(Dataset entries)
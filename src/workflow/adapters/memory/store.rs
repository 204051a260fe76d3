//! In-memory workflow state store.

use async_trait::async_trait;
use std::collections::HashMap;
use std::sync::{Arc, RwLock};

use crate::workflow::{
    domain::{WorkItemId, WorkflowState},
    ports::{WorkflowStateStore, WorkflowStoreError, WorkflowStoreResult},
};

/// Thread-safe in-memory workflow state store.
///
/// The compare-and-swap happens under a single write lock, so racing saves
/// for the same work item resolve to exactly one winner.
#[derive(Debug, Clone, Default)]
pub struct InMemoryWorkflowStateStore {
    states: Arc<RwLock<HashMap<WorkItemId, WorkflowState>>>,
}

impl InMemoryWorkflowStateStore {
    /// Creates an empty store.
    #[must_use]
    pub fn new() -> Self {
        Self::default()
    }
}

fn lock_error(err: &impl std::fmt::Display) -> WorkflowStoreError {
    WorkflowStoreError::persistence(std::io::Error::other(err.to_string()))
}

#[async_trait]
impl WorkflowStateStore for InMemoryWorkflowStateStore {
    async fn load(&self, work_item_id: &WorkItemId) -> WorkflowStoreResult<Option<WorkflowState>> {
        let states = self.states.read().map_err(|err| lock_error(&err))?;
        Ok(states.get(work_item_id).cloned())
    }

    async fn save(&self, state: &WorkflowState) -> WorkflowStoreResult<WorkflowState> {
        let mut states = self.states.write().map_err(|err| lock_error(&err))?;
        let found = states
            .get(state.work_item_id())
            .map_or(0, WorkflowState::version);
        if found != state.version() {
            return Err(WorkflowStoreError::ConcurrentModification {
                work_item_id: state.work_item_id().clone(),
                expected: state.version(),
                found,
            });
        }

        let saved = state.clone().with_version(found + 1);
        states.insert(saved.work_item_id().clone(), saved.clone());
        Ok(saved)
    }

    async fn list(&self) -> WorkflowStoreResult<Vec<WorkItemId>> {
        let states = self.states.read().map_err(|err| lock_error(&err))?;
        let mut ids: Vec<WorkItemId> = states.keys().cloned().collect();
        ids.sort();
        Ok(ids)
    }
}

To do:
Look through the records and gather every line containing "cloned".

Finished exercise:
        Ok(states.get(work_item_id).cloned())
        let mut ids: Vec<WorkItemId> = states.keys().cloned().collect();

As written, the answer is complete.